Physical Activity & Exercise

Cancer and treatments can lead to many side effects- fatigue, pain, poor sleep, low mood and weight changes.

The good news that physical activity and exercise can help in all these areas. 

This page describes what physical activity and exercise are and how to do them. 

If you need information on how to be active with a cancer diagnosis, click on the link below for our module specifically designed to help you be physically active throughout your entire cancer journey.

What is physical activity?

Physical activity is any movement that uses energy.  It’s often things we do all the time without even realising they count as forms of physical activity, such as: 

  • walking

  • climbing the stairs

  • mowing the lawn

  • cleaning the house


These activities can improve your fitness, strength and balance. 


What is exercise?

Exercise is a planned, structured, and repetitive activity to improve or maintain physical fitness. It’s a type of physical activity, but not every physical activity is exercise. There are different types of exercise, for example, running, cycling, press ups, sit to stand, squats, Pilates or Yoga.

Staying safe:

For most people, it's safe to do physical activity or exercise before, during and after cancer treatment.
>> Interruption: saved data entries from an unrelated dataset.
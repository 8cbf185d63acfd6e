//! End-to-end behaviour of the encoding engine through the public API.

use std::thread;

use barcode_bits::{
    Code128Set, EncodeOptions, ErrorKind, FNC1_CHAR, Symbology, encode, encode_result,
    encoder_for,
};
use pretty_assertions::assert_eq;

fn opts() -> EncodeOptions {
    EncodeOptions::default()
}

#[test]
fn codabar_frames_start_and_stop_with_gaps() {
    let enc = encode(Symbology::Codabar, "A1234B", &opts()).unwrap();
    assert!(enc.bits.starts_with("1011001001"));
    assert!(enc.bits.ends_with("1010010011"));
    // six symbols, five single-module gaps
    let symbols = ["1011001001", "101011001", "101001011", "110010101", "101101001", "1010010011"];
    assert_eq!(enc.bits, symbols.join("0"));
    assert_eq!(enc.raw_data, "A1234B");
    assert_eq!(enc.canonical_data, "1234");
}

#[test]
fn standard_2of5_mod10_appends_weighted_check() {
    // weights 3,1,3,1 from the right: 4*3 + 3*1 + 2*3 + 1*1 = 22 -> (10 - 2) % 10 = 8
    let enc = encode(Symbology::Standard2of5Mod10, "1234", &opts()).unwrap();
    assert_eq!(enc.canonical_data, "12348");
    assert_eq!(enc.metadata.check.as_deref(), Some("8"));
    assert!(enc.bits.starts_with("11011010"));
    assert!(enc.bits.ends_with("1101011"));
    assert_eq!(enc.bits.len(), 8 + 5 * 14 + 7);
}

#[test]
fn code128_odd_digit_run_uses_code_c() {
    let enc = encode(Symbology::Code128, "1234567", &opts()).unwrap();
    assert_eq!(enc.canonical_data, "01234567");
    assert_eq!(enc.metadata.mode.as_deref(), Some("C"));
    // START_C, 01, 23, 45, 67, check, STOP (11 modules each) + 2 termination modules
    assert_eq!(enc.bits.len(), 7 * 11 + 2);
    assert!(enc.bits.starts_with("11010011100"));
    assert!(enc.bits.ends_with("1100011101011"));
    // 105 + 1 + 23*2 + 45*3 + 67*4 = 555 -> 555 % 103 = 40
    assert_eq!(enc.metadata.check.as_deref(), Some("40"));
}

#[test]
fn pharmacode_range_and_smallest_value() {
    let err = encode(Symbology::Pharmacode, "2", &opts()).unwrap_err();
    assert_eq!(err.kind(), ErrorKind::Structural);
    // 3 decomposes into two thin bars
    let enc = encode(Symbology::Pharmacode, "3", &opts()).unwrap();
    assert_eq!(enc.bits, "1001");
    let enc = encode(Symbology::Pharmacode, "131070", &opts()).unwrap();
    assert!(enc.bits.chars().all(|c| c == '0' || c == '1'));
    assert!(encode(Symbology::Pharmacode, "131071", &opts()).is_err());
    assert!(encode(Symbology::Pharmacode, "1234567", &opts()).is_err());
}

#[test]
fn msi_mod11_mod10_chains_check_digits() {
    let enc = encode(Symbology::MsiMod11Mod10, "1234", &opts()).unwrap();
    // mod 11 of 1234 is 3; mod 10 of 12343 is 0
    assert_eq!(enc.canonical_data, "123430");
    assert!(enc.bits.starts_with("110"));
    assert!(enc.bits.ends_with("1001"));
    assert_eq!(enc.bits.len(), 3 + 6 * 12 + 4);
}

#[test]
fn encoding_is_deterministic() {
    let cases = [
        (Symbology::Code128, "Part-0042/x"),
        (Symbology::Telepen, "AB123456"),
        (Symbology::Code93, "TEST93"),
        (Symbology::Ean13, "400638133393"),
        (Symbology::Code39Extended, "Hello, World"),
    ];
    for (sym, data) in cases {
        let a = encode(sym, data, &opts()).unwrap();
        let b = encode(sym, data, &opts()).unwrap();
        assert_eq!(a, b, "{sym}");
    }
}

#[test]
fn blank_input_is_rejected_for_every_symbology() {
    for entry in Symbology::catalog() {
        for blank in ["", "   ", "\t\n"] {
            let result = encode_result(entry.symbology, blank, &opts());
            assert!(!result.is_ok(), "{} accepted blank input", entry.name);
            assert!(result.bits.is_empty());
            assert_eq!(result.errors[0].kind, ErrorKind::Configuration);
        }
    }
}

#[test]
fn every_symbology_encodes_a_sample_to_binary_modules() {
    let sample = |sym: Symbology| -> &'static str {
        use Symbology::*;
        match sym {
            UpcA | Ucc12 => "03600029145",
            UpcE => "04252614",
            UpcSupplemental2 => "12",
            UpcSupplemental5 => "52495",
            Ean13 | Ucc13 => "400638133393",
            Ean8 => "9638507",
            Interleaved2of5 => "1234",
            Interleaved2of5Mod10 => "123",
            Jan13 => "490123456789",
            Bookland | Isbn => "978030640615",
            Codabar => "A40156B",
            Postnet => "12345",
            Code11 | Usd8 => "123-45",
            Code128C | Itf14 => "1540014128876",
            Fim => "C",
            Pharmacode => "1234",
            Code39Extended | Code128 | Code128B | Code93 | Telepen => "Parts #42",
            Code128A => "PARTS #42",
            _ => "1234",
        }
    };
    for entry in Symbology::catalog() {
        let data = sample(entry.symbology);
        let enc = encode(entry.symbology, data, &opts())
            .unwrap_or_else(|err| panic!("{} rejected {data:?}: {err}", entry.name));
        assert!(!enc.bits.is_empty(), "{}", entry.name);
        assert!(
            enc.bits.chars().all(|c| c == '0' || c == '1'),
            "{} produced a non-binary pattern",
            entry.name
        );
        assert_eq!(enc.module_count(), enc.bits.len());
    }
}

#[test]
fn length_constrained_symbologies_reject_wrong_lengths() {
    let cases = [
        (Symbology::UpcSupplemental2, "1"),
        (Symbology::UpcSupplemental2, "123"),
        (Symbology::UpcSupplemental5, "1234"),
        (Symbology::UpcSupplemental5, "123456"),
        (Symbology::UpcA, "123"),
        (Symbology::Ean8, "123456789"),
        (Symbology::Itf14, "123"),
        (Symbology::Postnet, "1234567"),
        (Symbology::Interleaved2of5, "123"),
    ];
    for (sym, data) in cases {
        let err = encode(sym, data, &opts()).unwrap_err();
        assert_eq!(err.kind(), ErrorKind::Structural, "{sym} {data}");
    }
}

#[test]
fn charset_errors_name_the_extended_variant() {
    let err = encode(Symbology::Code39, "lower", &opts()).unwrap_err();
    assert_eq!(err.kind(), ErrorKind::Charset);
    assert!(err.to_string().contains("Extended Code39"));
    assert!(encode(Symbology::Code39Extended, "lower", &opts()).is_ok());
}

#[test]
fn codabar_error_text_is_code_and_message() {
    let result = encode_result(Symbology::Codabar, "1234B", &opts());
    assert_eq!(
        result.errors[0].text(),
        "ECODABAR-2: Data format invalid. (Invalid START character)"
    );
}

#[test]
fn check_digits_round_trip_from_canonical_data() {
    // Strip the appended check digits from the canonical data, encode the rest again,
    // and expect the same check.
    let cases = [
        (Symbology::Standard2of5Mod10, "987654", 1),
        (Symbology::Interleaved2of5Mod10, "98765", 1),
        (Symbology::MsiMod10, "80523", 1),
        (Symbology::MsiMod11, "80523", 1),
        (Symbology::Msi2Mod10, "80523", 2),
        (Symbology::MsiMod11Mod10, "80523", 2),
        (Symbology::Code39Mod43, "CODE 39", 1),
    ];
    for (sym, data, check_len) in cases {
        let first = encode(sym, data, &opts()).unwrap();
        let body = &first.canonical_data[..first.canonical_data.len() - check_len];
        assert_eq!(body, data);
        let again = encode(sym, body, &opts()).unwrap();
        assert_eq!(again.metadata.check, first.metadata.check, "{sym}");
        assert_eq!(again.bits, first.bits);
    }
}

#[test]
fn encoders_used_directly_reject_empty_data() {
    for entry in Symbology::catalog() {
        let encoder = encoder_for(entry.symbology, &opts()).unwrap();
        let err = encoder.encode("").unwrap_err();
        assert_ne!(err.kind(), ErrorKind::Configuration, "{}", entry.name);
    }
}

#[test]
fn code39_keeps_inner_stars_as_data() {
    let ext = encode(Symbology::Code39Extended, "A*B", &opts()).unwrap();
    assert_eq!(ext.canonical_data, "A*B");
    assert_ne!(ext.bits, encode(Symbology::Code39Extended, "AB", &opts()).unwrap().bits);

    assert_eq!(
        encode(Symbology::Code39, "A*B", &opts()).unwrap_err().code(),
        "EC39-1"
    );
    assert_eq!(encode(Symbology::Code39, "**", &opts()).unwrap_err().code(), "EC39-3");
    let framed = encode(Symbology::Code39, "*AB*", &opts()).unwrap();
    assert_eq!(framed.canonical_data, "AB");
}

#[test]
fn gtin_check_digits_are_recomputed() {
    let wrong = encode(Symbology::Ean13, "4006381333930", &opts()).unwrap();
    let right = encode(Symbology::Ean13, "4006381333931", &opts()).unwrap();
    assert_eq!(wrong.bits, right.bits);
    assert_eq!(wrong.canonical_data, "4006381333931");
    assert_eq!(right.metadata.country.as_deref(), Some("GERMANY"));
}

#[test]
fn code128_forced_sets() {
    let forced = EncodeOptions::default().with_code128_set(Code128Set::A);
    assert!(encode(Symbology::Code128, "lower", &forced).is_err());
    assert!(encode(Symbology::Code128A, "lower", &opts()).is_err());
    assert!(encode(Symbology::Code128C, "12AB", &opts()).is_err());

    let gs1 = format!("{FNC1_CHAR}0109501101530003");
    let enc = encode(Symbology::Code128, &gs1, &opts()).unwrap();
    assert_eq!(enc.metadata.mode.as_deref(), Some("C"));
}

#[test]
fn telepen_modes_are_reported() {
    let mode = |data: &str| {
        encode(Symbology::Telepen, data, &opts())
            .unwrap()
            .metadata
            .mode
            .unwrap()
    };
    assert_eq!(mode("Hello"), "ascii");
    assert_eq!(mode("123456"), "numeric");
    assert_eq!(mode("123456AB"), "numeric-ascii");
    assert_eq!(mode("AB123456"), "ascii-numeric");
    assert!(encode(Symbology::Telepen, "£1", &opts()).is_err());
}

#[test]
fn concurrent_encodes_do_not_interfere() {
    let expected: Vec<_> = (0..8)
        .map(|i| encode(Symbology::Code128, &format!("LOT{i:04}x{i}"), &opts()).unwrap())
        .collect();

    let handles: Vec<_> = (0..8)
        .map(|i| {
            thread::spawn(move || {
                (0..200)
                    .map(|_| {
                        encode(Symbology::Code128, &format!("LOT{i:04}x{i}"), &opts())
                            .unwrap()
                            .bits
                    })
                    .collect::<Vec<_>>()
            })
        })
        .collect();

    for (i, handle) in handles.into_iter().enumerate() {
        for bits in handle.join().unwrap() {
            assert_eq!(bits, expected[i].bits);
        }
    }
}

#[test]
fn result_record_serialises_either_bits_or_errors() {
    let ok = encode_result(Symbology::Ean8, "9638507", &opts());
    let json = serde_json::to_value(&ok).unwrap();
    assert_eq!(json["symbology"], "ean-8");
    assert_eq!(json["canonical_data"], "96385074");
    assert_eq!(json["errors"].as_array().map(Vec::len), Some(0));

    let failed = encode_result(Symbology::Ean8, "96385", &opts());
    let json = serde_json::to_value(&failed).unwrap();
    assert_eq!(json["bits"], "");
    assert_eq!(json["errors"][0]["code"], "EEAN8-1");
    assert!(json.get("canonical_data").is_none());
}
However, we would recommend that you follow the advice on our online module here.


How much physical activity should I be aiming for? 

The recommendations are to do: 

  • 30 minutes a day on 5 days a week of moderate aerobic physical activity. This is any activity that makes you feel your heart beat a bit faster, you feel slightly out of breath, you can still speak in sentances but not sing a song.  Alternatively you can do more vigorous aerobic activity for 75 minutes a week. 
  • Strengthening activities to work all the major muscle groups on at least 2 days a week
  • Balance- if you are over 65 or have issues affecting you balance, you should aim to do balance exercises twice a week.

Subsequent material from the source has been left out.